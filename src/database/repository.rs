use sqlx::{postgres::PgRow, FromRow, PgConnection};
use std::marker::PhantomData;
use uuid::Uuid;

use crate::database::manager::DatabaseError;
use crate::database::query_builder::{insert_owned, update_owned, ColumnSet};

/// Column holding the owning user's id on every scoped table.
pub const OWNER_COLUMN: &str = "user_id";

/// A row type that belongs to exactly one user
pub trait OwnedEntity: for<'r> FromRow<'r, PgRow> + Send + Unpin {
    const TABLE: &'static str;
    /// Human label used in not-found messages
    const LABEL: &'static str;
    const ORDER_BY: &'static str;
}

/// Data access restricted to the rows of one owner.
///
/// Every query carries `user_id = owner`; a row owned by someone else is
/// indistinguishable from a row that does not exist.
pub struct ScopedRepository<T> {
    owner: Uuid,
    _phantom: PhantomData<T>,
}

impl<T: OwnedEntity> ScopedRepository<T> {
    pub fn new(owner: Uuid) -> Self {
        Self {
            owner,
            _phantom: PhantomData,
        }
    }

    pub async fn list(&self, conn: &mut PgConnection) -> Result<Vec<T>, DatabaseError> {
        let sql = format!(
            "SELECT * FROM \"{}\" WHERE \"{}\" = $1 ORDER BY {}",
            T::TABLE,
            OWNER_COLUMN,
            T::ORDER_BY
        );
        Ok(sqlx::query_as::<_, T>(&sql)
            .bind(self.owner)
            .fetch_all(conn)
            .await?)
    }

    pub async fn find(&self, conn: &mut PgConnection, id: Uuid) -> Result<T, DatabaseError> {
        self.select_404(conn, id, "").await
    }

    /// Like `find`, holding a row lock until the surrounding transaction ends.
    pub async fn find_locked(&self, conn: &mut PgConnection, id: Uuid) -> Result<T, DatabaseError> {
        self.select_404(conn, id, " FOR UPDATE").await
    }

    async fn select_404(
        &self,
        conn: &mut PgConnection,
        id: Uuid,
        suffix: &str,
    ) -> Result<T, DatabaseError> {
        let sql = format!(
            "SELECT * FROM \"{}\" WHERE \"id\" = $1 AND \"{}\" = $2{}",
            T::TABLE,
            OWNER_COLUMN,
            suffix
        );
        sqlx::query_as::<_, T>(&sql)
            .bind(id)
            .bind(self.owner)
            .fetch_optional(conn)
            .await?
            .ok_or_else(|| DatabaseError::not_found(T::LABEL))
    }

    pub async fn insert(&self, conn: &mut PgConnection, columns: &ColumnSet) -> Result<T, DatabaseError> {
        insert_owned(T::TABLE, OWNER_COLUMN, self.owner, columns)
            .fetch_one(conn)
            .await
    }

    pub async fn update(
        &self,
        conn: &mut PgConnection,
        id: Uuid,
        columns: &ColumnSet,
    ) -> Result<T, DatabaseError> {
        update_owned(T::TABLE, OWNER_COLUMN, self.owner, id, columns)
            .fetch_optional(conn)
            .await?
            .ok_or_else(|| DatabaseError::not_found(T::LABEL))
    }

    pub async fn delete(&self, conn: &mut PgConnection, id: Uuid) -> Result<(), DatabaseError> {
        let sql = format!(
            "DELETE FROM \"{}\" WHERE \"id\" = $1 AND \"{}\" = $2",
            T::TABLE,
            OWNER_COLUMN
        );
        let result = sqlx::query(&sql)
            .bind(id)
            .bind(self.owner)
            .execute(conn)
            .await?;

        if result.rows_affected() == 0 {
            return Err(DatabaseError::not_found(T::LABEL));
        }
        Ok(())
    }
}
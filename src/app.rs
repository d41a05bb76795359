use axum::{
    extract::DefaultBodyLimit,
    http::{header, HeaderValue, Method},
    middleware,
    routing::{delete, get, post},
    Router,
};
use std::sync::Arc;
use tower_http::{cors::CorsLayer, trace::TraceLayer};

use crate::auth::TokenService;
use crate::config::AppConfig;
use crate::database::Database;
use crate::handlers::{protected, public};
use crate::middleware::jwt_auth_middleware;
use crate::services::{ActivityLogService, CompanyService, PersonService, RelationshipService, UserService};

/// Shared per-process state handed to every handler
#[derive(Clone)]
pub struct AppState {
    pub db: Database,
    pub tokens: TokenService,
    pub config: Arc<AppConfig>,
}

impl AppState {
    pub fn new(db: Database, config: AppConfig) -> Self {
        let tokens = TokenService::from_config(&config.security);
        Self {
            db,
            tokens,
            config: Arc::new(config),
        }
    }

    pub fn users(&self) -> UserService {
        UserService::new(self.db.clone(), self.tokens.clone())
    }

    pub fn companies(&self) -> CompanyService {
        CompanyService::new(self.db.clone())
    }

    pub fn people(&self) -> PersonService {
        PersonService::new(self.db.clone())
    }

    pub fn relationships(&self) -> RelationshipService {
        RelationshipService::new(self.db.clone())
    }

    pub fn activity_logs(&self) -> ActivityLogService {
        ActivityLogService::new(self.db.clone())
    }
}

pub fn app(state: AppState) -> Router {
    let api = &state.config.api;

    let mut router = Router::new()
        // Public
        .route("/", get(public::root))
        .route("/health", get(public::health))
        .merge(auth_public_routes())
        // Protected
        .merge(protected_routes(state.clone()))
        .layer(DefaultBodyLimit::max(api.max_request_size_bytes))
        .layer(cors_layer(&state.config));

    if api.enable_request_logging {
        router = router.layer(TraceLayer::new_for_http());
    }

    router.with_state(state)
}

fn auth_public_routes() -> Router<AppState> {
    Router::new()
        .route("/api/auth/register", post(public::register))
        .route("/api/auth/login", post(public::login))
}

fn protected_routes(state: AppState) -> Router<AppState> {
    use protected::{activity_logs, assignments, auth, companies, people};

    Router::new()
        .route("/api/auth/me", get(auth::me))
        .route("/api/companies", get(companies::list).post(companies::create))
        .route(
            "/api/companies/:id",
            get(companies::show).put(companies::update).delete(companies::delete),
        )
        .route(
            "/api/companies/:id/people",
            get(assignments::list).post(assignments::assign),
        )
        .route("/api/companies/:id/people/:person_id", delete(assignments::unassign))
        .route("/api/people", get(people::list).post(people::create))
        .route(
            "/api/people/:id",
            get(people::show).put(people::update).delete(people::delete),
        )
        .route("/api/activity-logs", get(activity_logs::list))
        .route_layer(middleware::from_fn_with_state(state, jwt_auth_middleware))
}

fn cors_layer(config: &AppConfig) -> CorsLayer {
    let origins: Vec<HeaderValue> = config
        .security
        .cors_origins
        .iter()
        .filter_map(|origin| match origin.parse() {
            Ok(value) => Some(value),
            Err(_) => {
                tracing::warn!("Ignoring invalid CORS origin: {}", origin);
                None
            }
        })
        .collect();

    CorsLayer::new()
        .allow_origin(origins)
        .allow_methods([Method::GET, Method::POST, Method::PUT, Method::DELETE, Method::OPTIONS])
        .allow_headers([header::AUTHORIZATION, header::CONTENT_TYPE])
}

/// Connect, optionally migrate, and serve until Ctrl-C; the pool is closed
/// after the last connection drains.
pub async fn serve(config: AppConfig) -> anyhow::Result<()> {
    let db = Database::connect(&config.database).await?;
    if config.database.run_migrations {
        db.migrate().await?;
    }

    let bind_addr = config.bind_addr();
    tracing::info!("Starting CRM API in {:?} mode", config.environment);

    let state = AppState::new(db.clone(), config);
    let listener = tokio::net::TcpListener::bind(&bind_addr).await?;
    tracing::info!("Listening on http://{}", bind_addr);

    axum::serve(listener, app(state))
        .with_graceful_shutdown(shutdown_signal())
        .await?;

    db.close().await;
    Ok(())
}

async fn shutdown_signal() {
    if let Err(e) = tokio::signal::ctrl_c().await {
        tracing::error!("Failed to listen for shutdown signal: {}", e);
        std::future::pending::<()>().await;
    }
    tracing::info!("Shutdown signal received");
}
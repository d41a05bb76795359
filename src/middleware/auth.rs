use axum::{
    extract::{Request, State},
    http::{header::AUTHORIZATION, HeaderMap},
    middleware::Next,
    response::Response,
};
use uuid::Uuid;

use crate::app::AppState;
use crate::auth::Identity;
use crate::error::ApiError;

/// Authenticated user context extracted from JWT
#[derive(Clone, Debug, PartialEq, Eq)]
pub struct AuthUser {
    pub user_id: Uuid,
    pub username: String,
}

impl From<Identity> for AuthUser {
    fn from(identity: Identity) -> Self {
        Self {
            user_id: identity.user_id,
            username: identity.username,
        }
    }
}

impl From<&AuthUser> for Identity {
    fn from(user: &AuthUser) -> Self {
        Identity {
            user_id: user.user_id,
            username: user.username.clone(),
        }
    }
}

/// JWT authentication middleware that validates tokens and extracts user context.
///
/// Every failure produces the same 401; the reason is only logged.
pub async fn jwt_auth_middleware(
    State(state): State<AppState>,
    headers: HeaderMap,
    mut request: Request,
    next: Next,
) -> Result<Response, ApiError> {
    let token = extract_bearer(&headers).map_err(|reason| {
        tracing::debug!("Rejected request: {}", reason);
        ApiError::unauthenticated()
    })?;

    let identity = state.tokens.verify(token).map_err(|e| {
        tracing::debug!("Rejected request: {}", e);
        ApiError::unauthenticated()
    })?;

    request.extensions_mut().insert(AuthUser::from(identity));
    Ok(next.run(request).await)
}

/// Extract JWT token from Authorization header
fn extract_bearer(headers: &HeaderMap) -> Result<&str, &'static str> {
    let auth_header = headers
        .get(AUTHORIZATION)
        .ok_or("Missing Authorization header")?;

    let auth_str = auth_header
        .to_str()
        .map_err(|_| "Invalid Authorization header format")?;

    match auth_str.strip_prefix("Bearer ") {
        Some(token) if !token.trim().is_empty() => Ok(token.trim()),
        Some(_) => Err("Empty JWT token"),
        None => Err("Authorization header must use Bearer token format"),
    }
}

#[cfg(test)]
mod tests {
    use super::*;
    use axum::http::HeaderValue;

    fn headers(value: &str) -> HeaderMap {
        let mut headers = HeaderMap::new();
        headers.insert(AUTHORIZATION, HeaderValue::from_str(value).unwrap());
        headers
    }

    #[test]
    fn bearer_token_is_extracted() {
        assert_eq!(extract_bearer(&headers("Bearer abc.def.ghi")), Ok("abc.def.ghi"));
    }

    #[test]
    fn malformed_headers_are_rejected() {
        assert!(extract_bearer(&HeaderMap::new()).is_err());
        assert!(extract_bearer(&headers("Basic dXNlcjpwYXNz")).is_err());
        assert!(extract_bearer(&headers("Bearer ")).is_err());
        assert!(extract_bearer(&headers("bearer abc")).is_err());
    }
}
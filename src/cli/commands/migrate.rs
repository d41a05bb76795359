use crate::cli::utils::output_success;
use crate::cli::OutputFormat;
use crate::database::Database;

pub async fn handle(db: &Database, output_format: OutputFormat) -> anyhow::Result<()> {
    db.migrate().await?;
    output_success(output_format, "Migrations applied", None)
}
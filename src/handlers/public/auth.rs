// handlers/public/auth.rs - POST /api/auth/register, POST /api/auth/login

use axum::extract::State;
use serde::Serialize;

use crate::app::AppState;
use crate::database::models::UserProfile;
use crate::middleware::{ApiResponse, ApiResult, ValidJson};
use crate::validation::{LoginRequest, RegisterRequest};

#[derive(Debug, Serialize)]
pub struct TokenResponse {
    pub token: String,
}

/// POST /api/auth/register → 201 `{id, username}`
pub async fn register(
    State(state): State<AppState>,
    ValidJson(req): ValidJson<RegisterRequest>,
) -> ApiResult<UserProfile> {
    let user = state.users().register(req).await?;
    Ok(ApiResponse::created(user))
}

/// POST /api/auth/login → 200 `{token}`
pub async fn login(
    State(state): State<AppState>,
    ValidJson(req): ValidJson<LoginRequest>,
) -> ApiResult<TokenResponse> {
    let token = state.users().login(req).await?;
    Ok(ApiResponse::ok(TokenResponse { token }))
}
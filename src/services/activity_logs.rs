use uuid::Uuid;

use crate::database::models::{ActivityLogItem, ActivityLogRow};
use crate::database::{Database, DatabaseError};
use crate::error::ApiError;

/// Read side of the audit trail
#[derive(Clone)]
pub struct ActivityLogService {
    db: Database,
}

impl ActivityLogService {
    pub fn new(db: Database) -> Self {
        Self { db }
    }

    /// Entries for every company the owner has, newest first.
    pub async fn list_for_owner(&self, owner: Uuid) -> Result<Vec<ActivityLogItem>, ApiError> {
        let rows = sqlx::query_as::<_, ActivityLogRow>(
            r#"
            SELECT al.id, al.company_id, al.event_description, al.created_at, c.name AS company_name
            FROM activity_logs al
            JOIN companies c ON c.id = al.company_id
            WHERE c.user_id = $1
            ORDER BY al.created_at DESC
            "#,
        )
        .bind(owner)
        .fetch_all(self.db.pool())
        .await
        .map_err(DatabaseError::from)?;

        Ok(rows.into_iter().map(ActivityLogItem::from).collect())
    }
}
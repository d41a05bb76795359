// handlers/public/system.rs - GET /, GET /health

use axum::{extract::State, http::StatusCode, response::IntoResponse, Json};
use serde_json::json;

use crate::app::AppState;

pub async fn root() -> impl IntoResponse {
    Json(json!({
        "name": env!("CARGO_PKG_NAME"),
        "version": env!("CARGO_PKG_VERSION"),
        "endpoints": {
            "health": "/health (public)",
            "auth": "/api/auth/register, /api/auth/login (public), /api/auth/me",
            "companies": "/api/companies[/:id[/people[/:personId]]]",
            "people": "/api/people[/:id]",
            "activity": "/api/activity-logs"
        }
    }))
}

/// Liveness plus a database ping; 503 when the database is unreachable.
pub async fn health(State(state): State<AppState>) -> impl IntoResponse {
    let timestamp = chrono::Utc::now().to_rfc3339();
    match state.db.health_check().await {
        Ok(()) => (
            StatusCode::OK,
            Json(json!({ "status": "ok", "database": "ok", "timestamp": timestamp })),
        ),
        Err(e) => {
            tracing::warn!("Health check failed: {}", e);
            (
                StatusCode::SERVICE_UNAVAILABLE,
                Json(json!({ "status": "degraded", "database": "unreachable", "timestamp": timestamp })),
            )
        }
    }
}
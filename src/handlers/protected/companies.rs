// handlers/protected/companies.rs - /api/companies

use axum::{
    extract::{Path, State},
    Extension,
};

use super::parse_id;
use crate::app::AppState;
use crate::database::models::Company;
use crate::middleware::{ApiResponse, ApiResult, AuthUser, ValidJson};
use crate::validation::{CompanyPatch, NewCompany};

pub async fn list(State(state): State<AppState>, Extension(auth): Extension<AuthUser>) -> ApiResult<Vec<Company>> {
    Ok(ApiResponse::ok(state.companies().list(auth.user_id).await?))
}

pub async fn show(
    State(state): State<AppState>,
    Extension(auth): Extension<AuthUser>,
    Path(id): Path<String>,
) -> ApiResult<Company> {
    let id = parse_id(&id, "Company")?;
    Ok(ApiResponse::ok(state.companies().get(auth.user_id, id).await?))
}

pub async fn create(
    State(state): State<AppState>,
    Extension(auth): Extension<AuthUser>,
    ValidJson(input): ValidJson<NewCompany>,
) -> ApiResult<Company> {
    Ok(ApiResponse::created(state.companies().create(auth.user_id, input).await?))
}

pub async fn update(
    State(state): State<AppState>,
    Extension(auth): Extension<AuthUser>,
    Path(id): Path<String>,
    ValidJson(patch): ValidJson<CompanyPatch>,
) -> ApiResult<Company> {
    let id = parse_id(&id, "Company")?;
    Ok(ApiResponse::ok(state.companies().update(auth.user_id, id, patch).await?))
}

pub async fn delete(
    State(state): State<AppState>,
    Extension(auth): Extension<AuthUser>,
    Path(id): Path<String>,
) -> ApiResult<()> {
    let id = parse_id(&id, "Company")?;
    state.companies().delete(auth.user_id, id).await?;
    Ok(ApiResponse::no_content())
}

┄┄┄┄┄┄

EXERCISE:
Copy out each line of the listing that holds "context".

EXERCISE OUTPUT:
/// Authenticated user context extracted from JWT
/// JWT authentication middleware that validates tokens and extracts user context.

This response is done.